The present invention relates to a drainage road pavement composition capable of improving the separation and crack resistance of aggregates, which comprises: 44 to 47 wt% of aggregate having a particle size of 13.1 to 20 mm; 4.5 to 5 wt% of stone powder; 2 to 7 wt% of a polymer binder; and the remainder of the aggregate having a particle size of 10 to 13 mm.

Description

Technical Field [0001] The present invention relates to a pavement composition, a water-permeable pavement composition, and a construction method thereof,

The present invention relates to a road pavement, and more particularly, to a pavement composition having an environmentally-friendly pavement constituted by incorporating a polymer binder into an aggregate and constituting a surface layer of a road.

The pavement pavement is a pavement which is advantageous for improving the slip resistance due to the rapid drainage of rainwater and securing the visibility of the road surface during day and night. Usually, the pavement asphalt mixture containing the asphalt binder in the aggregate is used.

The pavement asphalt mixture is a porous asphalt mixture with increased porosity and porosity by decreasing the fine aggregate ratio compared to the wheat-size asphalt mixture. The pavement asphalt mixture is packed on the surface of the road pavement and the road surface flows to the surface of the impermeable middle layer of the lower pavement. .

The drainage asphalt pavement has drainage function to improve the driving safety of the vehicle and to improve the surrounding environment due to the low noise effect.

Such a drainage asphalt mixture can achieve various functions as described above, but the design and the road structure for drainage as well as materials must be taken into consideration. Failure to do so may lead to premature cracking and breakage of the packaging.

As the maximum aggregate size increases, drainage performance and resistance to plastic deformation increase, but segregation and cracking resistance of aggregate can be lowered. On the contrary, when the maximum aggregate size is small, the noise is reduced, the aggregate separation and cracking resistance is increased, but the drainage performance and plastic deformation resistance may be lowered.

Generally, asphalt binders with high performance grade (eg, PG76-22, PG82-22) are used to improve these properties. However, since the mixture must be produced and applied at a high temperature during production and construction, If quality control is not done, breakage can easily occur.

Particularly, due to the characteristics of asphalt, plastic deformation occurs at high temperature and low speed conditions, and the porosity due to the plastic deformation is reduced, and the drainage performance is remarkably deteriorated.

Registration No. 10-1109537 (Registered on January 18, 2012) Registration No. 10-1477055 (registered on December 22, 2014) Registration No. 10-1471446 (Registered on December 4, 2014)

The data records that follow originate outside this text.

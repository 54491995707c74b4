use std::time::Duration;

use once_cell::sync::Lazy;
use regex::Regex;
use serde::{Deserialize, Serialize};

/// Any run of `/` markers together with the whitespace around it.
static MARKER_RUN: Lazy<Regex> = Lazy::new(|| Regex::new(r"\s*/+\s*").unwrap());

/// A `//` pause marker together with the whitespace around it.
static DOUBLE_MARKER: Lazy<Regex> = Lazy::new(|| Regex::new(r"\s*//\s*").unwrap());

/// Which markers turn into pauses when auto-pause is enabled.
#[derive(Debug, Clone, Copy, PartialEq, Eq, Default, Serialize, Deserialize)]
#[serde(try_from = "u8", into = "u8")]
pub enum PauseLevel {
    /// Both `/` and `//` are pause points.
    #[default]
    Every,
    /// Only `//` is a pause point; `/` is read as a space.
    DoubleOnly,
}

impl TryFrom<u8> for PauseLevel {
    type Error = String;

    fn try_from(level: u8) -> Result<Self, Self::Error> {
        match level {
            1 => Ok(PauseLevel::Every),
            2 => Ok(PauseLevel::DoubleOnly),
            other => Err(format!("auto-pause level must be 1 or 2, got {other}")),
        }
    }
}

impl From<PauseLevel> for u8 {
    fn from(level: PauseLevel) -> Self {
        match level {
            PauseLevel::Every => 1,
            PauseLevel::DoubleOnly => 2,
        }
    }
}

/// Auto-pause settings, read once per unit when it starts speaking.
#[derive(Debug, Clone, Copy, PartialEq, Serialize, Deserialize)]
#[serde(default)]
pub struct AutoPauseConfig {
    pub enabled: bool,
    pub level: PauseLevel,
    /// Silence inserted between segments, in seconds.
    pub pause_seconds: f32,
}

impl Default for AutoPauseConfig {
    fn default() -> Self {
        Self {
            enabled: false,
            level: PauseLevel::Every,
            pause_seconds: 0.0,
        }
    }
}

impl AutoPauseConfig {
    /// True when markers should produce gaps at all.
    pub fn is_active(&self) -> bool {
        self.enabled && self.pause_seconds > 0.0
    }

    /// The gap between segments. Zero for negative, NaN or infinite input.
    pub fn pause(&self) -> Duration {
        if !self.is_active() {
            return Duration::ZERO;
        }
        Duration::try_from_secs_f32(self.pause_seconds).unwrap_or(Duration::ZERO)
    }
}

/// One speakable piece of a unit.
#[derive(Debug, Clone, PartialEq, Eq)]
pub struct Segment {
    pub text: String,
    /// A pause follows this segment before the next one is spoken.
    pub gap_after: bool,
}

/// Split `text` into segments at its pause markers.
///
/// With auto-pause off, every marker run collapses to a single space and the
/// whole text is one segment. With it on, [`PauseLevel`] decides which
/// markers split the text. Every segment except the last has `gap_after`
/// set.
pub fn segment(text: &str, cfg: &AutoPauseConfig) -> Vec<Segment> {
    if !cfg.is_active() {
        return vec![unsegmented(text)];
    }

    let pieces: Vec<String> = split_pause_points(text, cfg.level)
        .into_iter()
        .map(|piece| collapse_markers(&piece))
        .filter(|piece| !piece.is_empty())
        .collect();

    if pieces.is_empty() {
        return vec![unsegmented(text)];
    }

    let last = pieces.len() - 1;
    pieces
        .into_iter()
        .enumerate()
        .map(|(i, text)| Segment {
            text,
            gap_after: i < last,
        })
        .collect()
}

fn split_pause_points(text: &str, level: PauseLevel) -> Vec<String> {
    match level {
        // `//` is itself a marker run, so one pass over all runs covers both.
        PauseLevel::Every => MARKER_RUN.split(text).map(str::to_string).collect(),
        PauseLevel::DoubleOnly => DOUBLE_MARKER
            .split(text)
            .map(|piece| MARKER_RUN.replace_all(piece, " ").into_owned())
            .collect(),
    }
}

fn collapse_markers(text: &str) -> String {
    MARKER_RUN.replace_all(text, " ").trim().to_string()
}

fn unsegmented(text: &str) -> Segment {
    Segment {
        text: collapse_markers(text),
        gap_after: false,
    }
}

It is an object of the present invention to solve the above-mentioned problems of the prior art, and it is an object of the present invention to provide a method of manufacturing a pellet, which can produce and construct the pellet at room temperature without heating at high temperature, maximize the specific gravity of the coarse aggregate, To maximize permeability by maximizing the number of voids and to increase the bonding force between aggregates by using a polymer binder, thereby improving the separation and cracking resistance of the aggregate. And a method of constructing the same.

The pavement composition according to the present invention is characterized in that it comprises 44 to 47% by weight of a first aggregate having a particle size of 13.1 to 20 mm, 4.5 to 5% by weight of a starch, 2 to 7% by weight of a polymer binder, And the second aggregate of the remainder.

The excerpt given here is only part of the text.